PZ’s Pull Quote Leaves Me Cold: Racism, Sexism, & the Adjunct Crisis


PZ, as is his wont, has a post up about higher ed jobs and the outsourcing to adjuncts and guest lecturers of work that used to be done by the professoriate. It’s a good problem to highlight, but the article he quotes leaves me cold:

In 1969, almost 80 percent of college faculty members were tenure or tenure track. Today, the numbers have essentially flipped, with two-thirds of faculty now non-tenure and half of those working only part-time, often with several different teaching jobs.

Why this should be so is not immediately obvious. Unlike the legal and the traditional news industries, higher education has been booming in recent years. Nor does higher ed seem to follow the pattern of other industries being transformed by contingent employment.

:Yawn:

Let’s see. The CRA is passed in 1964, including a notable bit called “Title 9” which mandates that educational institutions engage in gender- and race-neutral practices for program acceptance and hiring.

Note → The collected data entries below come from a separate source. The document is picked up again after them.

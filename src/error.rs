use std::io;

use thiserror::Error;

#[derive(Debug, Error)]
pub enum GameError {
    #[error("terminal i/o failed: {0}")]
    Io(#[from] io::Error),
    #[error("failed to open log file {path}: {source}")]
    LogFile {
        path: String,
        #[source]
        source: io::Error,
    },
    #[error("invalid setting {name}={value}")]
    InvalidSetting { name: &'static str, value: String },
}

#[derive(Debug, Error, PartialEq, Eq)]
pub enum SubmissionError {
    #[error("initials are required")]
    MissingInitials,
    #[error("full name is required")]
    MissingName,
    #[error("email is required")]
    MissingEmail,
    #[error("score submission rejected: {0}")]
    Rejected(String),
}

Things hum along fine for a few years since those people being hired to professorships were accepted to Ph.D. before the CRA existed. Then in 1969 – the length of one Ph.D. program later – we see the beginning of one long decline in pay and status for the professoriate that coincides exactly with the first period in US history where women and people of color have a relatively equal chance of actually joining the professoriate.

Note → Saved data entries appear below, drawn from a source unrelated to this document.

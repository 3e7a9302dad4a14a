//! Process-local high scores and the end-of-round submission form.

use crate::constants::{INITIALS_MAX, LEADERBOARD_SIZE};
use crate::error::SubmissionError;

/// What gets handed to the lead-capture collaborator when a round ends.
#[derive(Debug, Clone, PartialEq, Eq)]
pub struct ScoreSubmission {
    pub initials: String,
    pub full_name: String,
    pub email: String,
    pub score: u32,
}

/// External receiver of finished scores. Delivery is fire-and-forget: the
/// session returns to idle whatever this reports.
pub trait ScoreSink {
    fn submit_score(&mut self, submission: &ScoreSubmission) -> Result<(), SubmissionError>;
}

#[derive(Debug, Clone, PartialEq, Eq)]
pub struct HighScore {
    pub name: String,
    pub score: u32,
}

#[derive(Debug, Clone)]
pub struct Leaderboard {
    entries: Vec<HighScore>,
}

impl Default for Leaderboard {
    fn default() -> Self {
        let seeded = [("FK", 15000), ("P.Dev", 8500), ("HR", 4000)];
        Self {
            entries: seeded
                .iter()
                .map(|(name, score)| HighScore {
                    name: name.to_string(),
                    score: *score,
                })
                .collect(),
        }
    }
}

impl Leaderboard {
    pub fn entries(&self) -> &[HighScore] {
        &self.entries
    }

    /// Inserts a score, keeping the best five. Equal scores keep arrival order.
    pub fn record(&mut self, name: &str, score: u32) {
        self.entries.push(HighScore {
            name: name.to_string(),
            score,
        });
        self.entries.sort_by(|a, b| b.score.cmp(&a.score));
        self.entries.truncate(LEADERBOARD_SIZE);
    }
}

#[derive(Debug, Clone, Copy, PartialEq, Eq)]
pub enum FormField {
    Initials,
    FullName,
    Email,
}

#[derive(Debug, Clone)]
pub struct SubmissionForm {
    pub initials: String,
    pub full_name: String,
    pub email: String,
    pub focus: FormField,
}

impl Default for SubmissionForm {
    fn default() -> Self {
        Self {
            initials: String::new(),
            full_name: String::new(),
            email: String::new(),
            focus: FormField::Initials,
        }
    }
}

impl SubmissionForm {
    pub fn push_char(&mut self, c: char) {
        match self.focus {
            FormField::Initials => {
                if c.is_whitespace() {
                    return;
                }
                // Some letters upper-case to more than one char.
                self.initials.extend(c.to_uppercase());
                self.initials = self.initials.chars().take(INITIALS_MAX).collect();
            }
            FormField::FullName => self.full_name.push(c),
            FormField::Email => self.email.push(c),
        }
    }

    pub fn backspace(&mut self) {
        match self.focus {
            FormField::Initials => self.initials.pop(),
            FormField::FullName => self.full_name.pop(),
            FormField::Email => self.email.pop(),
        };
    }

    pub fn next_field(&mut self) {
        self.focus = match self.focus {
            FormField::Initials => FormField::FullName,
            FormField::FullName => FormField::Email,
            FormField::Email => FormField::Initials,
        };
    }

    pub fn is_complete(&self) -> bool {
        self.build(0).is_ok()
    }

    pub fn build(&self, score: u32) -> Result<ScoreSubmission, SubmissionError> {
        let initials: String = self
            .initials
            .trim()
            .to_uppercase()
            .chars()
            .take(INITIALS_MAX)
            .collect();
        let full_name = self.full_name.trim();
        let email = self.email.trim();
        if initials.is_empty() {
            return Err(SubmissionError::MissingInitials);
        }
        if full_name.is_empty() {
            return Err(SubmissionError::MissingName);
        }
        if email.is_empty() {
            return Err(SubmissionError::MissingEmail);
        }
        Ok(ScoreSubmission {
            initials,
            full_name: full_name.to_string(),
            email: email.to_string(),
            score,
        })
    }
}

Of course, why hiring, status & pay should be so fucked up over that time is not immediately obvious. If only there were research showing that as women join a profession the pay and working conditions deteriorate that might give us a useful working hypothesis with which to start. But alas, we’re at sea here. Without any obvious reference points. Totally lost.

No matter. We’ll simply blame it all on men’s football & basketball coaches sucking up all the money, or on declining state support for education without thinking for a moment about how coaching men’s football & basketball is a profession dominated by men or about how state governments might want to support their higher education institutions and infrastructure less if all that education is simply going to the queers and the coloreds and the women.

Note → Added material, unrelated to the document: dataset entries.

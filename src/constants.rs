//! Tuning values shared by the maze, the entities and the session.

use std::time::Duration;

pub const TILE_SIZE: f32 = 30.0;
pub const COLS: usize = 19;
pub const ROWS: usize = 22;
pub const MAZE_WIDTH: f32 = COLS as f32 * TILE_SIZE;
pub const MAZE_HEIGHT: f32 = ROWS as f32 * TILE_SIZE;

// Both speeds must stay below half a tile or intersections get skipped.
pub const PLAYER_SPEED: f32 = 3.0;
pub const GHOST_SPEED: f32 = 1.5;
pub const GHOST_EXIT_SPEED: f32 = 1.0;

pub const GHOST_COUNT: usize = 4;
pub const GHOST_RELEASE_FRAMES: u64 = 180;

pub const PELLET_SCORE: u32 = 10;
pub const POWER_SCORE: u32 = 50;
pub const GHOST_CAPTURE_SCORE: u32 = 200;

/// Contact radius between the player and a ghost, as a fraction of a tile.
pub const CONTACT_RADIUS: f32 = TILE_SIZE * 0.8;

pub const FRIGHTENED_DURATION: Duration = Duration::from_secs(8);
pub const CRUNCHED_DURATION: Duration = Duration::from_secs(2);

pub const LEADERBOARD_SIZE: usize = 5;
pub const INITIALS_MAX: usize = 3;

For FSM’s sake, people, we know from decades of study that we value certain human beings less than others. We also know from research that when we value certain humans less, we value their work less. We don’t have to begin writing on this topic tabula rasa. It’s the racist patriarchy. It’s always the racist patriarchy, at least in significant part.

Instead of studying declining pay, declining employment conditions, and declining state support entirely separately from increases in racial and gender diversity in higher education, perhaps we might have better understandings of the causation of increasing the use of adjuncts and guest lecturers if study those phenomena (declining pay, conditions & support and increasing diversity) in concert. For instance, what has happened to teaching jobs at gender-segregated private colleges & universities over those same decades? If there’s a decline in pay and working conditions, is it of the same magnitude as declines in state schools? Garnetstar raises the issue of declining unionization, but the success of unions in fighting the adjunct trend doesn’t tell us anything about what causes the adjunct trend.

We can figure this shit out, but not if we don’t bother to ask the right questions.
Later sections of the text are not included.